=== Begin Enclosure ===

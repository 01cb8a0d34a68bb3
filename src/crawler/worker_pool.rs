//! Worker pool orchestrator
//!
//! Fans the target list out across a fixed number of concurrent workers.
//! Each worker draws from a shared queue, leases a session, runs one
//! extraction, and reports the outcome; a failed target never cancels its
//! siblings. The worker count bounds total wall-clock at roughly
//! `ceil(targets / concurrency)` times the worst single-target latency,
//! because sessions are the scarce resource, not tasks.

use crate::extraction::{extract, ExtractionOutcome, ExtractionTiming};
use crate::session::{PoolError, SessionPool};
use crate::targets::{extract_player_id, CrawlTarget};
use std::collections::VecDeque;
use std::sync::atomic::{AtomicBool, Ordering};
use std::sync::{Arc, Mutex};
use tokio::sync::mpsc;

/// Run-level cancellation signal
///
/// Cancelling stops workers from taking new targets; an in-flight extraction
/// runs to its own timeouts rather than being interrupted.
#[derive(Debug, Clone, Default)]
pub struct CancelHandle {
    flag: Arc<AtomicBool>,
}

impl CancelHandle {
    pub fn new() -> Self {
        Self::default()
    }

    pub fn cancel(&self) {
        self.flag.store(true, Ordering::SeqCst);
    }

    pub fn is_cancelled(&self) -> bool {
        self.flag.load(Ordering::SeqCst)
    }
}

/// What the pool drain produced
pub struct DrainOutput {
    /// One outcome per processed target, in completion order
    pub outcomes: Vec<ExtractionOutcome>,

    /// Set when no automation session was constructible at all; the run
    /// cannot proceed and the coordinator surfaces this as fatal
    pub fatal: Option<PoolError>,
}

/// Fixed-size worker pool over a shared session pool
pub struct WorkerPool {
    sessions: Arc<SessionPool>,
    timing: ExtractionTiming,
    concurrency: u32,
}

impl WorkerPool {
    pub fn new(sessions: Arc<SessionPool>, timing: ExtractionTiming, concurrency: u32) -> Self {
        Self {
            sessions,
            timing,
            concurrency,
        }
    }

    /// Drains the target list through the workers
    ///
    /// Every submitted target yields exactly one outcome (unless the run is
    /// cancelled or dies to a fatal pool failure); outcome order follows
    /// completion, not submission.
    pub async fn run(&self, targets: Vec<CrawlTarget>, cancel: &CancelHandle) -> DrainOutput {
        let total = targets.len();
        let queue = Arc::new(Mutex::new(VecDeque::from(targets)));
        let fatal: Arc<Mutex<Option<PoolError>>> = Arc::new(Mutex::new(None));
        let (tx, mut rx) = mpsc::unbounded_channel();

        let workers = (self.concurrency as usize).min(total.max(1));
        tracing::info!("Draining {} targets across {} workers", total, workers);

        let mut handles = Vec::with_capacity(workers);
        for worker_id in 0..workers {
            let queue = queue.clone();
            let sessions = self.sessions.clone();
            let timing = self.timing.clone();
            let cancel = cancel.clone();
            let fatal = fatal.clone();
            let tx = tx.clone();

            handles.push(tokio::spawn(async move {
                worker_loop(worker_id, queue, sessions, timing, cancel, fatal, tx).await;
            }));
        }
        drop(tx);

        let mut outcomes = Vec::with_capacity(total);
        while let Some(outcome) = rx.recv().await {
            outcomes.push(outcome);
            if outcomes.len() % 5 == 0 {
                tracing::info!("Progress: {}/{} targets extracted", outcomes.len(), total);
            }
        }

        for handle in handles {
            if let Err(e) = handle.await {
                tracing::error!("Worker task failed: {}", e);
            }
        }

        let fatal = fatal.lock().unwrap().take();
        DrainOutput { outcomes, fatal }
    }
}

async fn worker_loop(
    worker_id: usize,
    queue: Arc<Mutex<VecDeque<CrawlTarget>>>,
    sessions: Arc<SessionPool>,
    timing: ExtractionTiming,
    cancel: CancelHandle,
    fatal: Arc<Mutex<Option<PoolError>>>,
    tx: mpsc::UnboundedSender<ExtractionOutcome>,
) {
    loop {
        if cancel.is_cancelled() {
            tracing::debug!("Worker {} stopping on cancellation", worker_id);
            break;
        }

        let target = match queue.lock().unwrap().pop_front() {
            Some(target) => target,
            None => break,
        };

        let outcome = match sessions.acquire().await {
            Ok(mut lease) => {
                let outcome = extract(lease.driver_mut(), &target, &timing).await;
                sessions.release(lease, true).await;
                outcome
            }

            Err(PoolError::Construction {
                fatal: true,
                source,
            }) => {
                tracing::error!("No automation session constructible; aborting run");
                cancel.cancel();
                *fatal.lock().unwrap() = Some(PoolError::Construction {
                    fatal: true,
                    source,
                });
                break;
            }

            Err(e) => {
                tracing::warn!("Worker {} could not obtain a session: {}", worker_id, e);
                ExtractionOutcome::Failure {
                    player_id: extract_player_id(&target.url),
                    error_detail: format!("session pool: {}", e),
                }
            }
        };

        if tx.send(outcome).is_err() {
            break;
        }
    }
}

=== End Enclosure ===
=== Begin Enclosure ===

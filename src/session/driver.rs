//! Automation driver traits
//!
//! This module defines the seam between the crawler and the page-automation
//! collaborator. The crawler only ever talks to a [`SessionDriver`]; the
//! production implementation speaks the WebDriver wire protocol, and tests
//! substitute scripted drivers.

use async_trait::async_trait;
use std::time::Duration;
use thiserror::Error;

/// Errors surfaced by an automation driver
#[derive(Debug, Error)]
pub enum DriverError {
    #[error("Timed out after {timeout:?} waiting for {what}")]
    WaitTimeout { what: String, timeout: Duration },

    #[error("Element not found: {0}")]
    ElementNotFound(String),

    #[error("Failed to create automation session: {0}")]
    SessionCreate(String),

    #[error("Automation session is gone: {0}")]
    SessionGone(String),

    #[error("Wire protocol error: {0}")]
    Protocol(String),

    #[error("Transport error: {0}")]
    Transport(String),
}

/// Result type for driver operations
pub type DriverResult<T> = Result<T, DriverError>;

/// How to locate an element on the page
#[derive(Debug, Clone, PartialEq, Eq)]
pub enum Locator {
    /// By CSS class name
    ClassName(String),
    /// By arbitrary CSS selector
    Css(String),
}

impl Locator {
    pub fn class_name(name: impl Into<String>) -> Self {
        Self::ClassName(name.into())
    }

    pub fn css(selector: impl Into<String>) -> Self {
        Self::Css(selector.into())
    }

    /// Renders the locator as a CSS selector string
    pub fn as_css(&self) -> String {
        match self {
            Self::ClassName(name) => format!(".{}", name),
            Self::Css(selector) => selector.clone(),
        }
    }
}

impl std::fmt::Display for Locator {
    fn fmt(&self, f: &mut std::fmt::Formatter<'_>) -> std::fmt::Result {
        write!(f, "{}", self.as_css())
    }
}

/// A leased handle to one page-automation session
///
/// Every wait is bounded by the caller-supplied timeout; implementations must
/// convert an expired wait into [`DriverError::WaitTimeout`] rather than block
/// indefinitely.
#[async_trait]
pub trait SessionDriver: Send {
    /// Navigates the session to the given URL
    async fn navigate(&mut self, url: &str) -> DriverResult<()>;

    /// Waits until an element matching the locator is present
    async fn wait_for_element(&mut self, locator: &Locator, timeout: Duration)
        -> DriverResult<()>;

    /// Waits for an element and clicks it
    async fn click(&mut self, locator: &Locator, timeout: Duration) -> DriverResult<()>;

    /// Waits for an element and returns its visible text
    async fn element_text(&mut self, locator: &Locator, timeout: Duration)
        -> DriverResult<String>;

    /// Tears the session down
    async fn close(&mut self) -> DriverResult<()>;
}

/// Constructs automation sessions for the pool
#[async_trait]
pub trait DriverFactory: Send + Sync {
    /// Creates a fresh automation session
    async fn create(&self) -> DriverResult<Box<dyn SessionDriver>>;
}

=== End Enclosure ===
=== Begin Enclosure ===

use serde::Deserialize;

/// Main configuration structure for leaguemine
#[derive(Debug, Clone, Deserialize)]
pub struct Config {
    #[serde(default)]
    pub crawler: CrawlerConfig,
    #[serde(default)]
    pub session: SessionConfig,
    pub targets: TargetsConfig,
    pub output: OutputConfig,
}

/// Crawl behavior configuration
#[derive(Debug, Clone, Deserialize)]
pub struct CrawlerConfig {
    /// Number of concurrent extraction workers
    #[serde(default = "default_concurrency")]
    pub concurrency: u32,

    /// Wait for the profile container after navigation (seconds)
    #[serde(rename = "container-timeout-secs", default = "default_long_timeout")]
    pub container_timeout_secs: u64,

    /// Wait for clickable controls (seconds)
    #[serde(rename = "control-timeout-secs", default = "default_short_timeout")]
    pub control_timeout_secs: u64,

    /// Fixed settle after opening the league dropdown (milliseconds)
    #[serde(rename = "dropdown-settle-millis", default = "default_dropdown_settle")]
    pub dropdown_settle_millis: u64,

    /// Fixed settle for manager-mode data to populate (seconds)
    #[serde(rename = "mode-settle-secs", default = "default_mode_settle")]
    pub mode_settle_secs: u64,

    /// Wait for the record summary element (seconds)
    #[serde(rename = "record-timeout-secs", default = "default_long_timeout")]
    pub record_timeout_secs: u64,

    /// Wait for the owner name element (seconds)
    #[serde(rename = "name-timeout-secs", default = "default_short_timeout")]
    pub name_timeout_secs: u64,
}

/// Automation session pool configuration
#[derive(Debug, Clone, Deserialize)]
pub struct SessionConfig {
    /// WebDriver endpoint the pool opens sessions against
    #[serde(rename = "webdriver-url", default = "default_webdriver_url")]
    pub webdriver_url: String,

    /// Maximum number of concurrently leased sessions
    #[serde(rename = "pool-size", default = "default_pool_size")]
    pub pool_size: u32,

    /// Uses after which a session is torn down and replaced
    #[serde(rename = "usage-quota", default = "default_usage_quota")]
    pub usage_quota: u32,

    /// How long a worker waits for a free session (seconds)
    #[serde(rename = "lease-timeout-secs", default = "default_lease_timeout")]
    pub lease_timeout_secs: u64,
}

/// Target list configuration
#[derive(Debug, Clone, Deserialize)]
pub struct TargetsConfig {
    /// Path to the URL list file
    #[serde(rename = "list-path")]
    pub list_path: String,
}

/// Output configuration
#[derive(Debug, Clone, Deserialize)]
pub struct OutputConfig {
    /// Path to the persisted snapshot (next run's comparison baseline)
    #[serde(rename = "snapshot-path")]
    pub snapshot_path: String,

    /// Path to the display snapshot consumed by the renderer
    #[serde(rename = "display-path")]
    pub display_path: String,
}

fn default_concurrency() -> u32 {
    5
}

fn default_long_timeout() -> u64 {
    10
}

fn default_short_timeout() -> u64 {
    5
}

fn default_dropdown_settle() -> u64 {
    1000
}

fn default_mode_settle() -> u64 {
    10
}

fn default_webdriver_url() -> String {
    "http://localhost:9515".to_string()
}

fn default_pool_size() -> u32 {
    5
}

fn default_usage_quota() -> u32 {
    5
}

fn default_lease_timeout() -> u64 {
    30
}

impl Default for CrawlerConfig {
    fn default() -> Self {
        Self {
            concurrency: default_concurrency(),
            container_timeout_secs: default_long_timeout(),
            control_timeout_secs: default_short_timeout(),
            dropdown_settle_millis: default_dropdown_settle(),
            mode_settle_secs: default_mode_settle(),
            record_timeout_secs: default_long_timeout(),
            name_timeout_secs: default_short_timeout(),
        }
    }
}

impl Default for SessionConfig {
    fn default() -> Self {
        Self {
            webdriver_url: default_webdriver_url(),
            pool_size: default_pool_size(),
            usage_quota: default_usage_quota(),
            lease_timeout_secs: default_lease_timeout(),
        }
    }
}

=== End Enclosure ===

Assignment:
Search the material for the string "rather" and return each line that has it.

Output:
/// runs to its own timeouts rather than being interrupted.
/// convert an expired wait into [`DriverError::WaitTimeout`] rather than block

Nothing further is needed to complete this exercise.